WORK REQUEST
Repeat the lines from the line with "to the editor." to the line with "for entry in" in the listing below, keeping both end lines and adding nothing.

----- WORKING DATA

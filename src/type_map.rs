//! Friendly type tags for declared parameter types.
//!
//! Generated URLs annotate every placeholder and query key with a coarse
//! classification of the Java type bound to it (`{id:int}`, `q:string`).

use serde::{Deserialize, Serialize};

/// Declared type names that map to [`FriendlyType::Int`] on an exact match.
const INTEGER_TYPES: &[&str] = &["int", "integer", "long", "short", "byte"];

/// Substrings that map to [`FriendlyType::Number`].
const DECIMAL_TYPES: &[&str] = &["double", "float", "bigdecimal"];

/// Simplified type classification used in generated URLs.
#[derive(Debug, Clone, Copy, PartialEq, Eq, Hash, Serialize, Deserialize)]
#[serde(rename_all = "lowercase")]
pub enum FriendlyType {
    Int,
    Uuid,
    Bool,
    Number,
    String,
}

impl FriendlyType {
    /// Classify a declared type name. Total: unknown or absent types are
    /// [`FriendlyType::String`].
    pub fn from_declared(declared: Option<&str>) -> Self {
        let Some(declared) = declared else {
            return FriendlyType::String;
        };
        let lower = declared.trim().to_lowercase();

        if INTEGER_TYPES.contains(&lower.as_str()) {
            FriendlyType::Int
        } else if lower.contains("uuid") {
            FriendlyType::Uuid
        } else if lower.contains("boolean") {
            FriendlyType::Bool
        } else if DECIMAL_TYPES.iter().any(|t| lower.contains(t)) {
            FriendlyType::Number
        } else {
            FriendlyType::String
        }
    }

    /// The tag as written into a URL.
    pub fn as_str(&self) -> &'static str {
        match self {
            FriendlyType::Int => "int",
            FriendlyType::Uuid => "uuid",
            FriendlyType::Bool => "bool",
            FriendlyType::Number => "number",
            FriendlyType::String => "string",
        }
    }
}

impl std::fmt::Display for FriendlyType {
    fn fmt(&self, f: &mut std::fmt::Formatter<'_>) -> std::fmt::Result {
        f.write_str(self.as_str())
    }
}
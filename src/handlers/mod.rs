//! LSP request handlers.

mod code_action;
mod document_symbol;
mod hover;

pub use code_action::{text_edits, CodeActionHandler};
pub use document_symbol::DocumentSymbolHandler;
pub use hover::HoverHandler;
//! LSP Backend implementation for the endpoint comments language server.

use std::collections::HashMap;
use std::path::{Path, PathBuf};
use std::sync::atomic::{AtomicBool, Ordering};
use std::sync::{Mutex, PoisonError, RwLock};

use dashmap::DashMap;
use serde::Deserialize;
use serde_json::Value;
use tower_lsp::jsonrpc;
use tower_lsp::lsp_types::*;
use tower_lsp::{Client, LanguageServer};
use tracing::{debug, error, info, warn};

use crate::capabilities::{server_capabilities, REGENERATE_COMMAND};
use crate::config::{discover_config, EndpointConfig};
use crate::document::Document;
use crate::handlers::{text_edits, CodeActionHandler, DocumentSymbolHandler, HoverHandler};
use crate::host::{find_project_root, walk_sources, Host, HostError};
use crate::plan::{is_application_ordered, EditOperation};
use crate::workspace::{regenerate, resolve_base_url};
use crate::Annotator;

/// Settings section read from `initializationOptions` and
/// `workspace/didChangeConfiguration`.
pub const SETTINGS_SECTION: &str = "endpointComments";

/// Editor settings.
#[derive(Debug, Clone, Default, Deserialize)]
#[serde(default, rename_all = "camelCase")]
pub struct Settings {
    pub base_url: Option<String>,
}

impl Settings {
    /// Parse settings given either bare or nested under [`SETTINGS_SECTION`].
    pub fn from_value(value: &Value) -> Option<Self> {
        let section = value.get(SETTINGS_SECTION).unwrap_or(value);
        serde_json::from_value(section.clone()).ok()
    }
}

/// Host over a snapshot of the editor: open buffers are read instead of the
/// disk, and edits are collected for a single `workspace/applyEdit`.
#[derive(Debug)]
pub struct LspHost {
    scope: Option<PathBuf>,
    project_root: Option<PathBuf>,
    config: EndpointConfig,
    open: HashMap<PathBuf, String>,
    edits: Mutex<HashMap<Url, Vec<TextEdit>>>,
}

impl LspHost {
    /// `scope` is the workspace root or a single file. Without one only the
    /// open buffers are candidates.
    pub fn new(
        scope: Option<PathBuf>,
        base_url: Option<String>,
        open: HashMap<PathBuf, String>,
    ) -> Self {
        let config = match scope.as_deref() {
            Some(path) => discover_config(path).unwrap_or_else(|err| {
                warn!("ignoring configuration: {err:#}");
                EndpointConfig::default()
            }),
            None => EndpointConfig::default(),
        }
        .with_base_url(base_url);

        Self {
            project_root: scope.as_deref().map(find_project_root),
            scope,
            config,
            open,
            edits: Mutex::new(HashMap::new()),
        }
    }

    /// Edits collected so far, keyed by document.
    pub fn into_edits(self) -> HashMap<Url, Vec<TextEdit>> {
        self.edits.into_inner().unwrap_or_else(PoisonError::into_inner)
    }
}

impl Host for LspHost {
    fn find_files(&self) -> Result<Vec<PathBuf>, HostError> {
        if let Some(scope) = &self.scope {
            return walk_sources(scope, &self.config);
        }

        let mut files: Vec<PathBuf> = self
            .open
            .keys()
            .filter(|path| {
                path.extension()
                    .is_some_and(|ext| self.config.accepts_extension(&ext.to_string_lossy()))
            })
            .cloned()
            .collect();
        files.sort();
        Ok(files)
    }

    fn read_document(&self, path: &Path) -> Result<Document, HostError> {
        if let Some(text) = self.open.get(path) {
            return Ok(Document::new(path, text.clone()));
        }
        let text = std::fs::read_to_string(path).map_err(|source| HostError::Read {
            path: path.to_path_buf(),
            source,
        })?;
        Ok(Document::new(path, text))
    }

    fn apply_edits(&self, doc: &Document, operations: &[EditOperation]) -> Result<(), HostError> {
        let rejected = |reason: &str| HostError::Rejected {
            path: doc.path().to_path_buf(),
            reason: reason.to_string(),
        };

        if !is_application_ordered(operations) {
            return Err(rejected("operations are not ordered bottom-to-top"));
        }
        let uri = Url::from_file_path(doc.path()).map_err(|()| rejected("not an absolute path"))?;

        self.edits
            .lock()
            .unwrap_or_else(PoisonError::into_inner)
            .insert(uri, text_edits(doc, operations));
        Ok(())
    }

    fn config_value(&self, key: &str) -> Option<String> {
        self.config.value(key)
    }

    fn read_project_file(&self, relative: &str) -> Option<String> {
        let root = self.project_root.as_ref()?;
        std::fs::read_to_string(root.join(relative)).ok()
    }
}

/// Document state stored for each open file.
#[derive(Debug)]
pub struct DocumentState {
    pub content: String,
    pub version: i32,
}

/// Build the workspace edit for collected `changes`.
///
/// With `versions`, edits are sent as versioned document changes so the
/// client rejects them when an open buffer moved on since the snapshot.
/// Files not open in the editor carry no version.
pub fn workspace_edit(
    changes: HashMap<Url, Vec<TextEdit>>,
    versions: Option<&HashMap<Url, i32>>,
) -> WorkspaceEdit {
    let Some(versions) = versions else {
        return WorkspaceEdit {
            changes: Some(changes),
            ..Default::default()
        };
    };

    let mut edits: Vec<TextDocumentEdit> = changes
        .into_iter()
        .map(|(uri, edits)| TextDocumentEdit {
            text_document: OptionalVersionedTextDocumentIdentifier {
                version: versions.get(&uri).copied(),
                uri,
            },
            edits: edits.into_iter().map(OneOf::Left).collect(),
        })
        .collect();
    edits.sort_by(|a, b| a.text_document.uri.as_str().cmp(b.text_document.uri.as_str()));

    WorkspaceEdit {
        document_changes: Some(DocumentChanges::Edits(edits)),
        ..Default::default()
    }
}

/// The language server.
pub struct Backend {
    /// LSP client for sending notifications/requests back to the editor.
    client: Client,

    /// Open documents tracked by the server.
    documents: DashMap<Url, DocumentState>,

    settings: RwLock<Settings>,

    /// Workspace root from `initialize`.
    root: RwLock<Option<PathBuf>>,

    /// Client accepts versioned `documentChanges` in workspace edits.
    versioned_edits: AtomicBool,

    code_action_handler: CodeActionHandler,
    hover_handler: HoverHandler,
    document_symbol_handler: DocumentSymbolHandler,
}

impl Backend {
    pub fn new(client: Client) -> Self {
        Self {
            client,
            documents: DashMap::new(),
            settings: RwLock::new(Settings::default()),
            root: RwLock::new(None),
            versioned_edits: AtomicBool::new(false),
            code_action_handler: CodeActionHandler::new(),
            hover_handler: HoverHandler::new(),
            document_symbol_handler: DocumentSymbolHandler::new(),
        }
    }

    fn base_url_setting(&self) -> Option<String> {
        self.settings
            .read()
            .unwrap_or_else(PoisonError::into_inner)
            .base_url
            .clone()
    }

    fn set_settings(&self, settings: Settings) {
        debug!(?settings, "settings updated");
        *self.settings.write().unwrap_or_else(PoisonError::into_inner) = settings;
    }

    /// Text and version of every open `file:` document, taken in one pass.
    fn open_buffers(&self) -> (HashMap<PathBuf, String>, HashMap<Url, i32>) {
        let mut buffers = HashMap::new();
        let mut versions = HashMap::new();
        for entry in self.documents.iter() {
            let Ok(path) = entry.key().to_file_path() else {
                continue;
            };
            let uri = Url::from_file_path(&path).unwrap_or_else(|()| entry.key().clone());
            versions.insert(uri, entry.value().version);
            buffers.insert(path, entry.value().content.clone());
        }
        (buffers, versions)
    }

    /// An open document with the annotator resolved for its project.
    fn open_document(&self, uri: &Url) -> Option<(Document, Annotator)> {
        let content = self.documents.get(uri)?.content.clone();
        let path = uri.to_file_path().ok();

        let host = LspHost::new(path.clone(), self.base_url_setting(), HashMap::new());
        let annotator = Annotator::new(resolve_base_url(&host));
        let path = path.unwrap_or_else(|| PathBuf::from(uri.path()));

        Some((Document::new(path, content), annotator))
    }

    /// Run "regenerate endpoint comments" over the workspace and apply the
    /// result as one workspace edit.
    async fn regenerate_workspace(&self) -> jsonrpc::Result<Option<Value>> {
        let root = self.root.read().unwrap_or_else(PoisonError::into_inner).clone();
        let (buffers, versions) = self.open_buffers();
        let host = LspHost::new(root, self.base_url_setting(), buffers);

        let outcome = tokio::task::spawn_blocking(move || {
            let summary = regenerate(&host);
            (summary, host.into_edits())
        })
        .await;

        let (summary, changes) = match outcome {
            Ok((Ok(summary), changes)) => (summary, changes),
            Ok((Err(err), _)) => {
                warn!(error = %err, "workspace scan failed");
                self.client
                    .show_message(MessageType::ERROR, format!("Endpoint comments: {err}"))
                    .await;
                return Ok(None);
            }
            Err(err) => {
                error!(error = %err, "regeneration task failed");
                return Err(jsonrpc::Error::internal_error());
            }
        };

        for failure in summary.failures() {
            if let Some(reason) = &failure.error {
                self.client
                    .log_message(MessageType::WARNING, format!("Endpoint comments: {reason}"))
                    .await;
            }
        }

        if !changes.is_empty() {
            let versioned = self.versioned_edits.load(Ordering::Relaxed);
            let edit = workspace_edit(changes, versioned.then_some(&versions));
            let not_applied = match self.client.apply_edit(edit).await {
                Ok(response) if response.applied => None,
                Ok(response) => Some(
                    response
                        .failure_reason
                        .unwrap_or_else(|| "rejected by the editor".to_string()),
                ),
                Err(err) => Some(err.to_string()),
            };
            if let Some(reason) = not_applied {
                warn!(%reason, "workspace edit not applied");
                self.client
                    .show_message(
                        MessageType::WARNING,
                        format!("Endpoint comments were not applied: {reason}"),
                    )
                    .await;
                return Ok(None);
            }
        }

        let message_type = if summary.failures().next().is_some() {
            MessageType::WARNING
        } else {
            MessageType::INFO
        };
        self.client.show_message(message_type, summary.message()).await;

        Ok(serde_json::to_value(&summary).ok())
    }
}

----------

PROBLEM SOLUTION
    /// LSP client for sending notifications/requests back to the editor.
    client: Client,

    /// Open documents tracked by the server.
    documents: DashMap<Url, DocumentState>,

    settings: RwLock<Settings>,

    /// Workspace root from `initialize`.
    root: RwLock<Option<PathBuf>>,

    /// Client accepts versioned `documentChanges` in workspace edits.
    versioned_edits: AtomicBool,

    code_action_handler: CodeActionHandler,
    hover_handler: HoverHandler,
    document_symbol_handler: DocumentSymbolHandler,
}

impl Backend {
    pub fn new(client: Client) -> Self {
        Self {
            client,
            documents: DashMap::new(),
            settings: RwLock::new(Settings::default()),
            root: RwLock::new(None),
            versioned_edits: AtomicBool::new(false),
            code_action_handler: CodeActionHandler::new(),
            hover_handler: HoverHandler::new(),
            document_symbol_handler: DocumentSymbolHandler::new(),
        }
    }

    fn base_url_setting(&self) -> Option<String> {
        self.settings
            .read()
            .unwrap_or_else(PoisonError::into_inner)
            .base_url
            .clone()
    }

    fn set_settings(&self, settings: Settings) {
        debug!(?settings, "settings updated");
        *self.settings.write().unwrap_or_else(PoisonError::into_inner) = settings;
    }

    /// Text and version of every open `file:` document, taken in one pass.
    fn open_buffers(&self) -> (HashMap<PathBuf, String>, HashMap<Url, i32>) {
        let mut buffers = HashMap::new();
        let mut versions = HashMap::new();
        for entry in self.documents.iter() {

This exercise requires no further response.